The CS-T interviewed UW Extension Educator Donna Hoffman, who offered spring garden tips.

UW College of Education Dean Ray Reutzel has been appointed as an ex-officio member on the State Board of Education, reported Wyoming Public Radio, another move to strengthen educational partnerships.

The CS-T interviewed Ken Chestek, UW associate law professor, about a group of Wyomingites pushing a ballot initiative for campaign finance reform in the state and nationally.

Tim Slater, the Wyoming Excellence in Higher Education Endowed Chair in Science Education at UW, spoke in Sheridan last week about this summer’s solar eclipse, The Sheridan Press reported.

The Missoulian covered a presentation at Cody’s Buffalo Bill Center of the West that featured archaeologists researching ancient peoples’ widespread use of mountains as their primary habitat. UW Professor Robert Kelly was among those detailing work in the Wind River Mountains.

Mike Borowczak, UW cybersecurity education and research director, will be the featured speaker at a cyber threat workshop next week in Sheridan, according to The Sheridan Press.

Sheridan Media reported that UW Assistant Professor Sadanand Dhekney received a Faculty Award of Merit from the Wyoming chapter of Gamma Sigma Delta for his precision breeding to improve grape varieties and vineyard management.

More than 1,000 fossils collected from the bottom of the 120-foot-deep Natural Trap Cave in northern Wyoming will be stored at UW, tripling the university’s Pleistocene collection, Wyoming Public Media reported.

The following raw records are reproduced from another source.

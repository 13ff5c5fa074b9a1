use thiserror::Error;

#[derive(Debug, Error)]
pub enum ConfigError {
    #[error("io error reading {path}: {source}")]
    Io {
        path: String,
        #[source]
        source: std::io::Error,
    },

    #[error("yaml parse error in {path}: {source}")]
    YamlParse {
        path: String,
        #[source]
        source: serde_yaml::Error,
    },

    #[error("conversion error in {path}: {message}")]
    Conversion { path: String, message: String },

    #[error("domain error: {0}")]
    Domain(#[from] epu_domain::DomainError),
}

Capital Press, an agricultural website, noted that UW is part of a multistate dry bean research consortium that will maximize the amount of money available for research by not duplicating efforts and working on projects that benefit each state.

UW’s chronic wasting disease research was cited in Drover’s, an agriculture-related website. The story centered on the disease spreading into several more states, with calls for more regulations on deer herd management.

The Fence Post, another agricultural publication, interviewed Derek Scasta, UW assistant professor and Extension rangeland specialist, in an article about the wet spring and how it has improved pasture conditions.